### Exercise:
In the records below, begin at the line that has "return_fraction: pnl /" and stop after the line that has "assert!((s.avg_loss_return + 0.015).abs()"; quote those lines verbatim and nothing more.

### Data shown:
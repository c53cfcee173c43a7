//! Equity and trade statistics: pure functions, no engine state.
//!
//! Drawdown and returns are fractions here; the run result converts the
//! headline figures to percentages.

use crate::domain::{ExitKind, TradeRecord};
use serde::{Deserialize, Serialize};
use std::collections::BTreeMap;

/// Days per "month" for monthly normalization.
pub const DAYS_PER_MONTH: f64 = 30.0;

/// Annualization factor for per-trade Sharpe.
const SHARPE_PERIODS: f64 = 252.0;

// ─── Equity ─────────────────────────────────────────────────────────

/// Largest peak-to-trough decline as a fraction of the running peak.
///
/// Single forward pass. Returns 0.0 for empty or monotonically rising
/// curves. Non-positive peaks are skipped.
pub fn max_drawdown(equity_curve: &[f64]) -> f64 {
    let mut peak = f64::MIN;
    let mut worst = 0.0_f64;
    for &v in equity_curve {
        if v > peak {
            peak = v;
        }
        if peak > 0.0 {
            worst = worst.max((peak - v) / peak);
        }
    }
    worst.min(1.0)
}

/// `(final - initial) / initial`; 0.0 for a non-positive initial.
pub fn total_return(initial: f64, final_capital: f64) -> f64 {
    if initial <= 0.0 {
        return 0.0;
    }
    (final_capital - initial) / initial
}

/// Return normalized to a 30-day month, as a fraction.
///
/// - simple:   `total_return * 30 / elapsed_days`
/// - compound: `(final / initial)^(30 / elapsed_days) - 1`
///
/// Returns 0.0 when `elapsed_days <= 0`. A wiped-out account compounds to -1.
pub fn monthly_return(initial: f64, final_capital: f64, elapsed_days: f64, compound: bool) -> f64 {
    if elapsed_days <= 0.0 || initial <= 0.0 {
        return 0.0;
    }
    if compound {
        if final_capital <= 0.0 {
            return -1.0;
        }
        (final_capital / initial).powf(DAYS_PER_MONTH / elapsed_days) - 1.0
    } else {
        total_return(initial, final_capital) * DAYS_PER_MONTH / elapsed_days
    }
}

// ─── Trades ─────────────────────────────────────────────────────────

/// Fraction of P&Ls that are strictly positive.
pub fn win_rate(pnls: &[f64]) -> f64 {
    if pnls.is_empty() {
        return 0.0;
    }
    pnls.iter().filter(|&&p| p > 0.0).count() as f64 / pnls.len() as f64
}

/// Gross profit / |gross loss|. 0.0 when there are no losing trades.
pub fn profit_factor(pnls: &[f64]) -> f64 {
    let gross_profit: f64 = pnls.iter().filter(|&&p| p > 0.0).sum();
    let gross_loss: f64 = pnls.iter().filter(|&&p| p < 0.0).map(|p| p.abs()).sum();
    if gross_loss <= 0.0 {
        return 0.0;
    }
    gross_profit / gross_loss
}

/// Mean / std of per-trade returns, times sqrt(252).
///
/// 0.0 with fewer than two trades or zero variance.
pub fn trade_sharpe(returns: &[f64]) -> f64 {
    if returns.len() < 2 {
        return 0.0;
    }
    let m = mean(returns);
    let var = returns.iter().map(|r| (r - m).powi(2)).sum::<f64>() / (returns.len() - 1) as f64;
    let std = var.sqrt();
    if std < 1e-15 {
        return 0.0;
    }
    m / std * SHARPE_PERIODS.sqrt()
}

fn mean(values: &[f64]) -> f64 {
    if values.is_empty() {
        return 0.0;
    }
    values.iter().sum::<f64>() / values.len() as f64
}

/// Aggregate statistics over a trade list.
///
/// Average win / loss are net returns on notional (`pnl / notional`) over
/// the winning / losing subsets; a trade with zero P&L is neither.
#[derive(Debug, Clone, Default, PartialEq, Serialize, Deserialize)]
pub struct TradeStats {
    pub trade_count: usize,
    pub winners: usize,
    pub losers: usize,
    pub win_rate: f64,
    pub avg_win_return: f64,
    pub avg_loss_return: f64,
    pub profit_factor: f64,
    /// Mean P&L per trade in quote currency.
    pub expectancy: f64,
    pub gross_profit: f64,
    pub gross_loss: f64,
    pub largest_win: f64,
    pub largest_loss: f64,
    pub avg_bars_held: f64,
    pub avg_r_multiple: f64,
    pub sharpe: f64,
    pub total_fees: f64,
    pub total_funding: f64,
    pub max_consecutive_losses: usize,
    pub exits: BTreeMap<ExitKind, usize>,
}

impl TradeStats {
    pub fn from_trades(trades: &[TradeRecord]) -> Self {
        if trades.is_empty() {
            return Self::default();
        }
        let pnls: Vec<f64> = trades.iter().map(|t| t.pnl).collect();
        let net_returns: Vec<f64> = trades.iter().map(net_return).collect();
        let win_returns: Vec<f64> = trades
            .iter()
            .filter(|t| t.is_winner())
            .map(net_return)
            .collect();
        let loss_returns: Vec<f64> = trades
            .iter()
            .filter(|t| t.is_loser())
            .map(net_return)
            .collect();

        let mut exits = BTreeMap::new();
        for t in trades {
            *exits.entry(t.exit_kind).or_insert(0) += 1;
        }

        let mut streak = 0;
        let mut max_streak = 0;
        for t in trades {
            if t.is_loser() {
                streak += 1;
                max_streak = max_streak.max(streak);
            } else {
                streak = 0;
            }
        }

        let n = trades.len() as f64;
        Self {
            trade_count: trades.len(),
            winners: win_returns.len(),
            losers: loss_returns.len(),
            win_rate: win_rate(&pnls),
            avg_win_return: mean(&win_returns),
            avg_loss_return: mean(&loss_returns),
            profit_factor: profit_factor(&pnls),
            expectancy: pnls.iter().sum::<f64>() / n,
            gross_profit: pnls.iter().filter(|&&p| p > 0.0).sum(),
            gross_loss: pnls.iter().filter(|&&p| p < 0.0).sum(),
            largest_win: pnls.iter().copied().fold(0.0, f64::max),
            largest_loss: pnls.iter().copied().fold(0.0, f64::min),
            avg_bars_held: trades.iter().map(|t| t.bars_held as f64).sum::<f64>() / n,
            avg_r_multiple: trades.iter().map(|t| t.r_multiple).sum::<f64>() / n,
            sharpe: trade_sharpe(&net_returns),
            total_fees: trades.iter().map(|t| t.fees).sum(),
            total_funding: trades.iter().map(|t| t.funding).sum(),
            max_consecutive_losses: max_streak,
            exits,
        }
    }

    pub fn exit_count(&self, kind: ExitKind) -> usize {
        self.exits.get(&kind).copied().unwrap_or(0)
    }
}

fn net_return(trade: &TradeRecord) -> f64 {
    if trade.notional <= 0.0 {
        return 0.0;
    }
    trade.pnl / trade.notional
}

#[cfg(test)]
mod tests {
    use super::*;
    use crate::domain::Side;
    use chrono::{TimeZone, Utc};

    fn trade(pnl: f64, kind: ExitKind) -> TradeRecord {
        let t = Utc.with_ymd_and_hms(2024, 1, 1, 0, 0, 0).unwrap();
        TradeRecord {
            side: Side::Long,
            exit_kind: kind,
            entry_index: 0,
            entry_time: t,
            entry_price: 100.0,
            exit_index: 2,
            exit_time: t,
            exit_price: 100.0,
            notional: 1000.0,
            return_fraction: pnl / 1000.0,
            fees: 0.5,
            funding: 0.0,
            pnl,
            capital_after: 0.0,
            bars_held: 2,
            r_multiple: 0.0,
        }
    }

    #[test]
    fn drawdown_of_worked_curve() {
        let dd = max_drawdown(&[1000.0, 1100.0, 1050.0, 1200.0, 900.0]);
        assert!((dd - 0.25).abs() < 1e-12);
    }

    #[test]
    fn rising_curve_has_no_drawdown() {
        assert_eq!(max_drawdown(&[1.0, 2.0, 3.0]), 0.0);
        assert_eq!(max_drawdown(&[]), 0.0);
    }

    #[test]
    fn win_rate_and_profit_factor_of_worked_pnls() {
        let pnls = [50.0, -20.0, 30.0, -10.0];
        assert!((win_rate(&pnls) - 0.5).abs() < 1e-12);
        assert!((profit_factor(&pnls) - 80.0 / 30.0).abs() < 1e-12);
    }

    #[test]
    fn profit_factor_zero_without_losses() {
        assert_eq!(profit_factor(&[10.0, 5.0]), 0.0);
        assert_eq!(profit_factor(&[]), 0.0);
    }

    #[test]
    fn monthly_return_simple_vs_compound() {
        // +21% over 60 days.
        let simple = monthly_return(1000.0, 1210.0, 60.0, false);
        assert!((simple - 0.105).abs() < 1e-12);
        let compound = monthly_return(1000.0, 1210.0, 60.0, true);
        assert!((compound - 0.1).abs() < 1e-12);
        assert_eq!(monthly_return(1000.0, 1210.0, 0.0, true), 0.0);
    }

    #[test]
    fn sharpe_zero_for_identical_returns() {
        assert_eq!(trade_sharpe(&[0.01, 0.01, 0.01]), 0.0);
        assert_eq!(trade_sharpe(&[0.01]), 0.0);
        assert!(trade_sharpe(&[0.02, -0.01, 0.03]) > 0.0);
    }

    #[test]
    fn trade_stats_aggregate() {
        let trades = vec![
            trade(50.0, ExitKind::TakeProfit),
            trade(-20.0, ExitKind::StopLoss),
            trade(-10.0, ExitKind::StopLoss),
            trade(30.0, ExitKind::TimeExit),
        ];
        let s = TradeStats::from_trades(&trades);
        assert_eq!(s.trade_count, 4);
        assert_eq!(s.winners, 2);
        assert!((s.win_rate - 0.5).abs() < 1e-12);
        assert!((s.avg_win_return - 0.04).abs() < 1e-12);
        assert!((s.avg_loss_return + 0.015).abs() < 1e-12);
        assert!((s.expectancy - 12.5).abs() < 1e-12);
        assert_eq!(s.largest_loss, -20.0);
        assert_eq!(s.max_consecutive_losses, 2);
        assert_eq!(s.exit_count(ExitKind::StopLoss), 2);
        assert_eq!(s.exit_count(ExitKind::InstantStop), 0);
        assert!((s.total_fees - 2.0).abs() < 1e-12);
    }

    #[test]
    fn empty_trade_list_is_all_zero() {
        assert_eq!(TradeStats::from_trades(&[]), TradeStats::default());
    }
}
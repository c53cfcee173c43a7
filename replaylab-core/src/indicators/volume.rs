//! Volume relative to its rolling mean.

use super::Indicator;
use crate::domain::Bar;

/// `volume[t] / mean(volume[t-period+1..=t])`.
///
/// A zero rolling mean yields `NaN`.
#[derive(Debug, Clone)]
pub struct VolumeRatio {
    period: usize,
    name: String,
}

impl VolumeRatio {
    pub fn new(period: usize) -> Self {
        let period = period.max(1);
        Self {
            period,
            name: format!("volume_ratio_{period}"),
        }
    }
}

impl Indicator for VolumeRatio {
    fn name(&self) -> &str {
        &self.name
    }

    fn lookback(&self) -> usize {
        self.period - 1
    }

    fn compute(&self, bars: &[Bar]) -> Vec<f64> {
        let mut out = vec![f64::NAN; bars.len()];
        let mut sum = 0.0;
        for (t, bar) in bars.iter().enumerate() {
            sum += bar.volume;
            if t >= self.period {
                sum -= bars[t - self.period].volume;
            }
            if t + 1 >= self.period {
                let mean = sum / self.period as f64;
                if mean > 0.0 {
                    out[t] = bar.volume / mean;
                }
            }
        }
        out
    }
}
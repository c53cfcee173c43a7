//! Equity-fraction sizer: a fixed share of equity, levered.

use super::{Sizer, SizingRequest};

/// `notional = equity * fraction * max_leverage`, ignoring the stop distance.
///
/// With `fraction <= 1` the leverage cap holds automatically; larger
/// fractions are clamped to it.
#[derive(Debug, Clone, Copy)]
pub struct EquityFractionSizer {
    fraction: f64,
}

impl EquityFractionSizer {
    pub fn new(fraction: f64) -> Self {
        Self { fraction }
    }
}

impl Sizer for EquityFractionSizer {
    fn size(&self, request: &SizingRequest) -> f64 {
        if request.equity <= 0.0 || !request.equity.is_finite() || !self.fraction.is_finite() {
            return 0.0;
        }
        (request.equity * self.fraction * request.max_leverage)
            .clamp(0.0, request.leverage_cap())
    }

    fn name(&self) -> &str {
        "equity_fraction"
    }
}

### Output:
            return_fraction: pnl / 1000.0,
            fees: 0.5,
            funding: 0.0,
            pnl,
            capital_after: 0.0,
            bars_held: 2,
            r_multiple: 0.0,
        }
    }

    #[test]
    fn drawdown_of_worked_curve() {
        let dd = max_drawdown(&[1000.0, 1100.0, 1050.0, 1200.0, 900.0]);
        assert!((dd - 0.25).abs() < 1e-12);
    }

    #[test]
    fn rising_curve_has_no_drawdown() {
        assert_eq!(max_drawdown(&[1.0, 2.0, 3.0]), 0.0);
        assert_eq!(max_drawdown(&[]), 0.0);
    }

    #[test]
    fn win_rate_and_profit_factor_of_worked_pnls() {
        let pnls = [50.0, -20.0, 30.0, -10.0];
        assert!((win_rate(&pnls) - 0.5).abs() < 1e-12);
        assert!((profit_factor(&pnls) - 80.0 / 30.0).abs() < 1e-12);
    }

    #[test]
    fn profit_factor_zero_without_losses() {
        assert_eq!(profit_factor(&[10.0, 5.0]), 0.0);
        assert_eq!(profit_factor(&[]), 0.0);
    }

    #[test]
    fn monthly_return_simple_vs_compound() {
        // +21% over 60 days.
        let simple = monthly_return(1000.0, 1210.0, 60.0, false);
        assert!((simple - 0.105).abs() < 1e-12);
        let compound = monthly_return(1000.0, 1210.0, 60.0, true);
        assert!((compound - 0.1).abs() < 1e-12);
        assert_eq!(monthly_return(1000.0, 1210.0, 0.0, true), 0.0);
    }

    #[test]
    fn sharpe_zero_for_identical_returns() {
        assert_eq!(trade_sharpe(&[0.01, 0.01, 0.01]), 0.0);
        assert_eq!(trade_sharpe(&[0.01]), 0.0);
        assert!(trade_sharpe(&[0.02, -0.01, 0.03]) > 0.0);
    }

    #[test]
    fn trade_stats_aggregate() {
        let trades = vec![
            trade(50.0, ExitKind::TakeProfit),
            trade(-20.0, ExitKind::StopLoss),
            trade(-10.0, ExitKind::StopLoss),
            trade(30.0, ExitKind::TimeExit),
        ];
        let s = TradeStats::from_trades(&trades);
        assert_eq!(s.trade_count, 4);
        assert_eq!(s.winners, 2);
        assert!((s.win_rate - 0.5).abs() < 1e-12);
        assert!((s.avg_win_return - 0.04).abs() < 1e-12);
        assert!((s.avg_loss_return + 0.015).abs() < 1e-12);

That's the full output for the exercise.